==== Dataset content

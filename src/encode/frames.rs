use std::path::{Path, PathBuf};

use anyhow::Context as _;

use crate::encode::sink::{FrameSink, OrderGuard, SinkConfig};
use crate::foundation::core::FrameIndex;
use crate::foundation::error::{LoaderError, LoaderResult};
use crate::raster::buffer::RasterBuffer;

pub const MANIFEST_FILE: &str = "manifest.json";

/// Playback description written next to exported frames.
#[derive(Clone, Copy, Debug, PartialEq, Eq, serde::Serialize, serde::Deserialize)]
pub struct Manifest {
    pub frames: u64,
    pub ms: u32,
    pub width: u32,
    pub height: u32,
}

impl Manifest {
    pub fn from_sink_config(cfg: &SinkConfig) -> Self {
        Self {
            frames: cfg.frame_count,
            ms: cfg.frame_ms,
            width: cfg.width,
            height: cfg.height,
        }
    }

    pub fn load(path: impl AsRef<Path>) -> LoaderResult<Self> {
        let path = path.as_ref();
        let bytes = std::fs::read(path)
            .with_context(|| format!("read manifest '{}'", path.display()))?;
        serde_json::from_slice(&bytes).map_err(|e| LoaderError::serde(e.to_string()))
    }

    pub fn write(&self, path: impl AsRef<Path>) -> LoaderResult<()> {
        let path = path.as_ref();
        let json =
            serde_json::to_string_pretty(self).map_err(|e| LoaderError::serde(e.to_string()))?;
        std::fs::write(path, json)
            .with_context(|| format!("write manifest '{}'", path.display()))?;
        Ok(())
    }
}

/// `frame-007.png` style name for frame `idx`.
pub fn frame_file_name(idx: FrameIndex) -> String {
    format!("frame-{:03}.png", idx.0)
}

/// Sink writing one PNG per frame into a freshly recreated directory, plus `manifest.json`.
pub struct FrameDirSink {
    dir: PathBuf,
    cfg: Option<SinkConfig>,
    order: OrderGuard,
}

impl FrameDirSink {
    pub fn new(dir: impl Into<PathBuf>) -> Self {
        Self {
            dir: dir.into(),
            cfg: None,
            order: OrderGuard::default(),
        }
    }

    pub fn dir(&self) -> &Path {
        &self.dir
    }
}

impl FrameSink for FrameDirSink {
    fn begin(&mut self, cfg: SinkConfig) -> LoaderResult<()> {
        cfg.validate()?;
        if self.dir.exists() {
            std::fs::remove_dir_all(&self.dir).with_context(|| {
                format!("failed to clear frame directory '{}'", self.dir.display())
            })?;
        }
        std::fs::create_dir_all(&self.dir).with_context(|| {
            format!("failed to create frame directory '{}'", self.dir.display())
        })?;
        self.cfg = Some(cfg);
        self.order.reset();
        Ok(())
    }

    fn push_frame(&mut self, idx: FrameIndex, frame: &RasterBuffer) -> LoaderResult<()> {
        let cfg = self
            .cfg
            .as_ref()
            .ok_or_else(|| LoaderError::encode("frame directory sink not started"))?;
        cfg.check_frame(frame)?;
        self.order.accept(idx)?;

        let path = self.dir.join(frame_file_name(idx));
        image::save_buffer_with_format(
            &path,
            &frame.data,
            frame.width,
            frame.height,
            image::ExtendedColorType::Rgba8,
            image::ImageFormat::Png,
        )
        .with_context(|| format!("write frame '{}'", path.display()))?;
        Ok(())
    }

    fn end(&mut self) -> LoaderResult<()> {
        let cfg = self
            .cfg
            .take()
            .ok_or_else(|| LoaderError::encode("frame directory sink not started"))?;
        if self.order.pushed() != cfg.frame_count {
            return Err(LoaderError::encode(format!(
                "frame directory received {} frames, expected {}",
                self.order.pushed(),
                cfg.frame_count
            )));
        }
        Manifest::from_sink_config(&cfg).write(self.dir.join(MANIFEST_FILE))?;
        tracing::info!(
            dir = %self.dir.display(),
            frames = cfg.frame_count,
            "wrote frame directory"
        );
        Ok(())
    }
}

#[cfg(test)]
#[path = "../../tests/unit/encode/frames.rs"]
mod tests;
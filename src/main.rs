fn main() {
    if let Err(err) = gear_catalog::run() {
        eprintln!("error: {err:#}");
        std::process::exit(1);
    }
}
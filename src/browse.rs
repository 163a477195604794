//! Interactive debounced product search.
//!
//! Reads query edits line by line from stdin and coalesces them through a
//! [`Debouncer`]: each line schedules a re-evaluation after the quiet
//! window, and a newer line supersedes the pending one. The evaluation
//! itself is the pure engine function, so repeated runs share no state.

use std::io::{self, BufRead};
use std::sync::mpsc::{self, RecvTimeoutError};
use std::thread;
use std::time::{Duration, Instant};

use anyhow::Result;
use log::info;

use crate::cli::BrowseArgs;
use crate::debounce::Debouncer;
use crate::engine::{self, FilterOptions};
use crate::product::{self, Product};
use crate::table;

pub fn execute(args: &BrowseArgs) -> Result<()> {
    let store = crate::store::Store::open(&args.database)?;
    let products = product::list_products(&store)?;
    info!(
        "Loaded {} product(s); one query per line, blank line shows all, EOF exits",
        products.len()
    );

    let (sender, receiver) = mpsc::channel::<String>();
    thread::spawn(move || {
        for line in io::stdin().lock().lines() {
            let Ok(line) = line else { break };
            if sender.send(line).is_err() {
                break;
            }
        }
    });

    render(&products, &options_for(args, ""));

    let mut debouncer: Debouncer<String> = Debouncer::new(Duration::from_millis(args.debounce_ms));
    loop {
        let received = match debouncer.deadline() {
            Some(deadline) => {
                let timeout = deadline.saturating_duration_since(Instant::now());
                match receiver.recv_timeout(timeout) {
                    Ok(line) => Some(line),
                    Err(RecvTimeoutError::Timeout) => None,
                    Err(RecvTimeoutError::Disconnected) => {
                        // Input is gone; evaluate whatever is still pending.
                        if let Some(query) = debouncer.take_due(deadline) {
                            render(&products, &options_for(args, &query));
                        }
                        break;
                    }
                }
            }
            None => match receiver.recv() {
                Ok(line) => Some(line),
                Err(_) => break,
            },
        };

        if let Some(line) = received {
            debouncer.submit(line.trim().to_string(), Instant::now());
        }
        if let Some(query) = debouncer.take_due(Instant::now()) {
            render(&products, &options_for(args, &query));
        }
    }
    Ok(())
}

fn options_for(args: &BrowseArgs, query: &str) -> FilterOptions {
    FilterOptions::new(query, args.tier.clone(), args.sort)
}

fn render(products: &[Product], options: &FilterOptions) {
    let filtered = engine::apply(products, options);
    println!(
        "{} result(s) for query {:?}",
        filtered.len(),
        options.query
    );
    let headers: Vec<String> = ["slug", "name", "tier", "price", "score"]
        .iter()
        .map(|h| h.to_string())
        .collect();
    let rows: Vec<Vec<String>> = filtered
        .iter()
        .map(|product| {
            vec![
                product.slug.clone(),
                product.name.clone(),
                product.tier.clone(),
                product
                    .price_idr
                    .map(crate::coerce::format_number)
                    .unwrap_or_default(),
                product
                    .overall_sound_score
                    .map(crate::coerce::format_number)
                    .unwrap_or_default(),
            ]
        })
        .collect();
    table::print_table(&headers, &rows);
}
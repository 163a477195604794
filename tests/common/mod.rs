#![allow(dead_code)]

use std::fs::File;
use std::io::Write;
use std::path::{Path, PathBuf};

use tempfile::{tempdir, TempDir};

use gear_catalog::generate;
use gear_catalog::store::Store;
use gear_catalog::workbook::{Cell, Sheet};

/// Scratch directory helper that cleans up files automatically on drop.
pub struct TestWorkspace {
    temp_dir: TempDir,
}

impl TestWorkspace {
    pub fn new() -> Self {
        Self {
            temp_dir: tempdir().expect("temp dir"),
        }
    }

    pub fn path(&self) -> &Path {
        self.temp_dir.path()
    }

    pub fn join(&self, name: &str) -> PathBuf {
        self.temp_dir.path().join(name)
    }

    pub fn write(&self, name: &str, contents: &str) -> PathBuf {
        let path = self.temp_dir.path().join(name);
        let mut file = File::create(&path).expect("create temp file");
        file.write_all(contents.as_bytes())
            .expect("write temp file contents");
        path
    }
}

fn text(value: &str) -> Cell {
    Cell::Text(value.to_string())
}

/// Header labels of the primary sheet, matching the hand-declared column map.
pub fn primary_headers() -> Vec<String> {
    [
        "Tier",
        "Value for Money",
        "TWS",
        "Price",
        "Microphone Test",
        "Review Notes",
        "Bluetooth Codec",
        "Battery Life (No ANC)",
        "ANC Performance (dB)",
        "Transparency Mode",
        "Equalizer",
        "Overall Sound Quality",
        "Bass",
        "Lo Mid",
        "Hi Mid",
        "Treble",
        "Vocal",
        "Soundstage",
        "Separation",
        "Imaging",
        "Timbre",
        "Punch",
        "Clarity & Resolution",
        "Gaming Mode Low Latency",
        "Sound Tuning",
        "IP Rating",
        "Multipoint Connection",
        "Recommended Eartips",
    ]
    .iter()
    .map(|h| h.to_string())
    .collect()
}

fn primary_row(
    tier: &str,
    name: &str,
    price: Cell,
    overall: Cell,
    tuning: &str,
) -> Vec<Cell> {
    vec![
        text(tier),
        text("Good"),
        text(name),
        price,
        text("Clear"),
        text("Solid all-rounder"),
        text("LDAC"),
        text("8h"),
        text("30"),
        text("Natural"),
        text("App EQ"),
        overall,
        Cell::Number(8.5),
        Cell::Number(8.0),
        Cell::Number(8.0),
        Cell::Number(7.5),
        Cell::Number(8.0),
        Cell::Number(7.0),
        Cell::Number(7.5),
        Cell::Number(7.0),
        Cell::Number(8.0),
        Cell::Number(8.0),
        Cell::Number(8.0),
        text("Yes"),
        text(tuning),
        text("IPX4"),
        text("Yes"),
        text("Stock M"),
    ]
}

/// Two-sheet fixture: the primary TWS sheet (with a duplicated product name
/// to exercise slug dedup) and a generic IEM sheet (with an empty primary
/// value to exercise the slug fallback).
pub fn sample_sheets() -> Vec<Sheet> {
    let tws = Sheet {
        name: "TWS".to_string(),
        headers: primary_headers(),
        rows: vec![
            primary_row(
                "S",
                "Alpha Buds",
                Cell::Number(550_000.0),
                Cell::Number(8.8),
                "Warm V-shaped",
            ),
            primary_row(
                "A+",
                "Beta Pods",
                text("Rp 1.250.000"),
                Cell::Number(8.2),
                "Neutral bright",
            ),
            primary_row("B", "Alpha Buds", Cell::Empty, Cell::Empty, "Bassy"),
        ],
    };

    let iem = Sheet {
        name: "IEM".to_string(),
        headers: vec!["IEM".to_string(), "Price".to_string(), "Sound".to_string()],
        rows: vec![
            vec![text("Moon Drop"), text("Rp 50.000"), text("Neutral")],
            vec![Cell::Empty, Cell::Number(150_000.0), text("Bright")],
        ],
    };

    vec![tws, iem]
}

/// In-memory store rebuilt and populated from [`sample_sheets`].
pub fn seeded_store() -> Store {
    let scripts = generate::build_scripts(&sample_sheets());
    let store = Store::open_in_memory().expect("in-memory store");
    store.execute_batch(&scripts.schema).expect("apply schema");
    store.execute_batch(&scripts.seed).expect("apply seed");
    store
}
//! Client-side filter/sort engine.
//!
//! [`apply`] is a pure function over an in-memory product list: substring
//! search first, tier prefix filter second, sort last. It holds no state
//! between calls and never mutates its input, so the interactive path can
//! re-run it on every (debounced) input change.

use std::cmp::Ordering;

use clap::ValueEnum;

use crate::product::Product;

/// Sentinel tier filter meaning "no tier filtering".
pub const ALL_TIERS: &str = "all";

/// Canonical tier ordering for the filter rail, best first.
pub const TIER_ORDER: &[&str] = &[
    "SS", "S", "A++", "A+", "A", "A-", "B+", "B", "B-", "C+", "C", "C-", "D", "E",
];

#[derive(Debug, Clone, Copy, Default, PartialEq, Eq, ValueEnum)]
#[value(rename_all = "kebab-case")]
pub enum SortKey {
    /// Overall sound score, best first.
    #[default]
    Score,
    /// Price ascending; unknown prices sort last.
    PriceLow,
    /// Price descending; unknown prices sort last.
    PriceHigh,
    /// Name A-Z.
    Name,
}

#[derive(Debug, Clone, Default)]
pub struct FilterOptions {
    /// Substring to search for across every text column; blank means all.
    pub query: String,
    /// Tier prefix filter; [`ALL_TIERS`] disables it.
    pub tier: String,
    pub sort: SortKey,
}

impl FilterOptions {
    pub fn new(query: impl Into<String>, tier: impl Into<String>, sort: SortKey) -> Self {
        Self {
            query: query.into(),
            tier: tier.into(),
            sort,
        }
    }
}

fn matches_query(product: &Product, query: &str) -> bool {
    product
        .text_fields()
        .any(|field| field.to_lowercase().contains(query))
}

/// Prefix match so filter "A" also covers "A+", "A-", and "A++".
fn matches_tier(product: &Product, tier: &str) -> bool {
    product.tier.to_uppercase().starts_with(tier)
}

fn compare_names(a: &Product, b: &Product) -> Ordering {
    a.name
        .to_lowercase()
        .cmp(&b.name.to_lowercase())
        .then_with(|| a.name.cmp(&b.name))
}

/// Filters and sorts the row set. Ties keep the incoming (insertion) order:
/// the sort is stable and the input arrives ordered by `row_order`.
pub fn apply(products: &[Product], options: &FilterOptions) -> Vec<Product> {
    let mut filtered: Vec<Product> = products.to_vec();

    let query = options.query.trim().to_lowercase();
    if !query.is_empty() {
        filtered.retain(|product| matches_query(product, &query));
    }

    if !options.tier.is_empty() && options.tier != ALL_TIERS {
        let tier = options.tier.to_uppercase();
        filtered.retain(|product| matches_tier(product, &tier));
    }

    match options.sort {
        SortKey::Score => filtered.sort_by(|a, b| {
            let left = a.overall_sound_score.unwrap_or(0.0);
            let right = b.overall_sound_score.unwrap_or(0.0);
            right.total_cmp(&left)
        }),
        SortKey::PriceLow => filtered.sort_by(|a, b| {
            let left = a.price_idr.unwrap_or(f64::INFINITY);
            let right = b.price_idr.unwrap_or(f64::INFINITY);
            left.total_cmp(&right)
        }),
        SortKey::PriceHigh => filtered.sort_by(|a, b| {
            let left = a.price_idr.unwrap_or(0.0);
            let right = b.price_idr.unwrap_or(0.0);
            right.total_cmp(&left)
        }),
        SortKey::Name => filtered.sort_by(compare_names),
    }

    filtered
}

/// Distinct tiers present in the row set, in canonical tier order.
pub fn available_tiers(products: &[Product]) -> Vec<String> {
    TIER_ORDER
        .iter()
        .filter(|tier| products.iter().any(|product| product.tier == **tier))
        .map(|tier| tier.to_string())
        .collect()
}
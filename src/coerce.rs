//! Best-effort conversion of raw cell values into the model's two semantic
//! types: numbers and text. Tier labels, boolean-ish fields, and everything
//! else categorical stay as text and are interpreted by presentation code.

use crate::workbook::Cell;

/// Parses a raw string as a number the way review spreadsheets write them:
/// thousands separators stripped, stray currency symbols and units dropped.
/// `""` and `"-"` are explicit missing-value markers.
///
/// Prices appear both western-style (`1,234.5`) and Indonesian-style
/// (`Rp 50.000`): commas are always thousands separators, and dots are too
/// when they delimit exact groups of three digits with no comma in sight.
pub fn parse_number(raw: &str) -> Option<f64> {
    if raw.is_empty() || raw == "-" {
        return None;
    }
    let stripped: String = raw
        .replace(',', "")
        .chars()
        .filter(|c| c.is_ascii_digit() || *c == '.' || *c == '-')
        .collect();
    if stripped.is_empty() {
        return None;
    }
    let normalized = if dot_grouped(&stripped) {
        stripped.replace('.', "")
    } else {
        stripped
    };
    normalized.parse::<f64>().ok().filter(|n| n.is_finite())
}

/// True for `50.000`, `1.234.567`, `-2.500`; false for `8.5` and `1234.5`.
fn dot_grouped(value: &str) -> bool {
    let digits = value.strip_prefix('-').unwrap_or(value);
    let mut groups = digits.split('.');
    let Some(head) = groups.next() else {
        return false;
    };
    if head.is_empty() || head.len() > 3 || !head.bytes().all(|b| b.is_ascii_digit()) {
        return false;
    }
    let mut saw_group = false;
    for group in groups {
        if group.len() != 3 || !group.bytes().all(|b| b.is_ascii_digit()) {
            return false;
        }
        saw_group = true;
    }
    saw_group
}

/// Numeric view of a workbook cell, `None` when absent or unparseable.
pub fn to_number(cell: &Cell) -> Option<f64> {
    match cell {
        Cell::Empty => None,
        Cell::Number(n) => n.is_finite().then_some(*n),
        Cell::Text(s) => parse_number(s),
        // Strip-then-parse leaves nothing for booleans.
        Cell::Bool(_) => None,
    }
}

/// Text view of a workbook cell; absent values become the empty string.
pub fn to_text(cell: &Cell) -> String {
    match cell {
        Cell::Empty => String::new(),
        Cell::Text(s) => s.clone(),
        Cell::Number(n) => format_number(*n),
        Cell::Bool(b) => b.to_string(),
    }
}

/// Renders a float without a trailing `.0` when it is integral, so seed
/// output and display text stay stable across runs.
pub fn format_number(n: f64) -> String {
    if n.fract() == 0.0 && n.abs() < (i64::MAX as f64) {
        (n as i64).to_string()
    } else {
        n.to_string()
    }
}

#[cfg(test)]
mod tests {
    use super::*;

    #[test]
    fn parse_number_strips_separators_and_units() {
        assert_eq!(parse_number("1,234.5"), Some(1234.5));
        assert_eq!(parse_number("Rp 50.000"), Some(50000.0));
        assert_eq!(parse_number("Rp 1.250.000"), Some(1_250_000.0));
        assert_eq!(parse_number("Rp 50,000"), Some(50000.0));
        assert_eq!(parse_number("8.5"), Some(8.5));
        assert_eq!(parse_number("-3"), Some(-3.0));
    }

    #[test]
    fn parse_number_rejects_missing_markers() {
        assert_eq!(parse_number(""), None);
        assert_eq!(parse_number("-"), None);
        assert_eq!(parse_number("N/A"), None);
        assert_eq!(parse_number("TBD"), None);
    }

    #[test]
    fn to_number_passes_finite_floats_through() {
        assert_eq!(to_number(&Cell::Number(42.5)), Some(42.5));
        assert_eq!(to_number(&Cell::Number(f64::NAN)), None);
        assert_eq!(to_number(&Cell::Empty), None);
        assert_eq!(to_number(&Cell::Bool(true)), None);
    }

    #[test]
    fn to_text_renders_integral_floats_without_fraction() {
        assert_eq!(to_text(&Cell::Number(550_000.0)), "550000");
        assert_eq!(to_text(&Cell::Number(8.5)), "8.5");
        assert_eq!(to_text(&Cell::Empty), "");
        assert_eq!(to_text(&Cell::Text("LDAC".into())), "LDAC");
    }
}
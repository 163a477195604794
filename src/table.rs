//! Elastic-width text tables for the CLI listing commands.

use std::fmt::Write as _;

pub fn render_table(headers: &[String], rows: &[Vec<String>]) -> String {
    let column_count = headers.len();
    let mut widths: Vec<usize> = headers.iter().map(|h| h.chars().count()).collect();
    for row in rows {
        for (idx, cell) in row.iter().enumerate().take(column_count) {
            widths[idx] = widths[idx].max(cell.chars().count());
        }
    }

    let mut output = String::new();
    let _ = writeln!(output, "{}", format_row(headers, &widths));
    let separators: Vec<String> = widths.iter().map(|w| "-".repeat((*w).max(3))).collect();
    let _ = writeln!(output, "{}", format_row(&separators, &widths));
    for row in rows {
        let _ = writeln!(output, "{}", format_row(row, &widths));
    }
    output
}

pub fn print_table(headers: &[String], rows: &[Vec<String>]) {
    print!("{}", render_table(headers, rows));
}

fn format_row(values: &[String], widths: &[usize]) -> String {
    let cells: Vec<String> = values
        .iter()
        .zip(widths)
        .map(|(value, width)| {
            let sanitized: String = value
                .chars()
                .map(|ch| if matches!(ch, '\n' | '\r' | '\t') { ' ' } else { ch })
                .collect();
            let padding = width.saturating_sub(sanitized.chars().count());
            format!("{sanitized}{}", " ".repeat(padding))
        })
        .collect();
    cells.join("  ").trim_end().to_string()
}

#[cfg(test)]
mod tests {
    use super::*;

    fn strings(values: &[&str]) -> Vec<String> {
        values.iter().map(|v| v.to_string()).collect()
    }

    #[test]
    fn columns_align_to_the_widest_cell() {
        let rendered = render_table(
            &strings(&["key", "label"]),
            &[strings(&["tws", "TWS"]), strings(&["iem", "In-Ear Monitors"])],
        );
        let lines: Vec<&str> = rendered.lines().collect();
        assert_eq!(lines[0], "key  label");
        assert_eq!(lines[2], "tws  TWS");
        assert_eq!(lines[3], "iem  In-Ear Monitors");
    }

    #[test]
    fn control_characters_are_flattened() {
        let rendered = render_table(&strings(&["notes"]), &[strings(&["line\nbreak"])]);
        assert!(rendered.contains("line break"));
    }
}
//! Generic typed row reader.
//!
//! Builds dynamic projections over a dataset's declared columns. Table and
//! column names come from stored catalog metadata, not caller input, but they
//! still pass through [`ensure_safe_identifier`] before touching query text:
//! a failure there means the catalog is corrupted and the read aborts. Slug
//! lookups bind the slug as a parameter, never by interpolation.

use anyhow::Result;
use itertools::Itertools;

use crate::catalog::DatasetMeta;
use crate::identifier::ensure_safe_identifier;
use crate::store::{Store, StoredRow};

/// A generic dataset row: column key to loosely typed value, plus `slug`
/// when the dataset carries one.
pub type DatasetRow = StoredRow;

fn projection(dataset: &DatasetMeta) -> Result<Option<(String, String)>> {
    if dataset.columns.is_empty() {
        return Ok(None);
    }
    let table = ensure_safe_identifier(&dataset.table_name)?;
    let mut select_columns = Vec::with_capacity(dataset.columns.len() + 1);
    if dataset.has_slug {
        select_columns.push("slug");
    }
    for column in &dataset.columns {
        select_columns.push(ensure_safe_identifier(&column.key)?);
    }
    let select_list = select_columns
        .iter()
        .map(|column| format!("\"{column}\""))
        .join(", ");
    Ok(Some((select_list, format!("\"{table}\""))))
}

/// Fetches every row of the dataset in insertion order. A dataset declaring
/// zero columns yields an empty list without issuing a query.
pub fn list_rows(store: &Store, dataset: &DatasetMeta) -> Result<Vec<DatasetRow>> {
    let Some((select_list, table)) = projection(dataset)? else {
        return Ok(Vec::new());
    };
    let sql = format!("SELECT {select_list} FROM {table} ORDER BY row_order ASC");
    store.query_all(&sql, &[])
}

/// Fetches at most one row by exact slug match.
pub fn row_by_slug(store: &Store, dataset: &DatasetMeta, slug: &str) -> Result<Option<DatasetRow>> {
    let Some((select_list, table)) = projection(dataset)? else {
        return Ok(None);
    };
    let sql = format!("SELECT {select_list} FROM {table} WHERE slug = ?1 LIMIT 1");
    store.query_first(&sql, &[&slug])
}

#[cfg(test)]
mod tests {
    use super::*;
    use crate::catalog::DatasetColumn;
    use crate::error::UnsafeIdentifierError;

    fn meta(table: &str, keys: &[&str]) -> DatasetMeta {
        DatasetMeta {
            key: "test".into(),
            label: "Test".into(),
            table_name: table.into(),
            columns: keys
                .iter()
                .map(|key| DatasetColumn {
                    key: (*key).into(),
                    label: key.to_uppercase(),
                })
                .collect(),
            row_count: 0,
            sort_order: 1,
            primary_column: None,
            price_column: None,
            has_slug: true,
        }
    }

    #[test]
    fn zero_columns_short_circuits_without_a_query() {
        let store = Store::open_in_memory().unwrap();
        // No table exists; a real query would fail.
        let rows = list_rows(&store, &meta("missing_table", &[])).unwrap();
        assert!(rows.is_empty());
        let row = row_by_slug(&store, &meta("missing_table", &[]), "x").unwrap();
        assert!(row.is_none());
    }

    #[test]
    fn corrupted_table_name_aborts_the_read() {
        let store = Store::open_in_memory().unwrap();
        let err = list_rows(&store, &meta("t; DROP TABLE x", &["name"])).unwrap_err();
        assert!(err.downcast_ref::<UnsafeIdentifierError>().is_some());
    }

    #[test]
    fn corrupted_column_key_aborts_the_read() {
        let store = Store::open_in_memory().unwrap();
        let err = list_rows(&store, &meta("safe_table", &["name\" --"])).unwrap_err();
        assert!(err.downcast_ref::<UnsafeIdentifierError>().is_some());
    }
}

========

Across the records above, how many lines contain the word "blank"? Give the number by itself.

2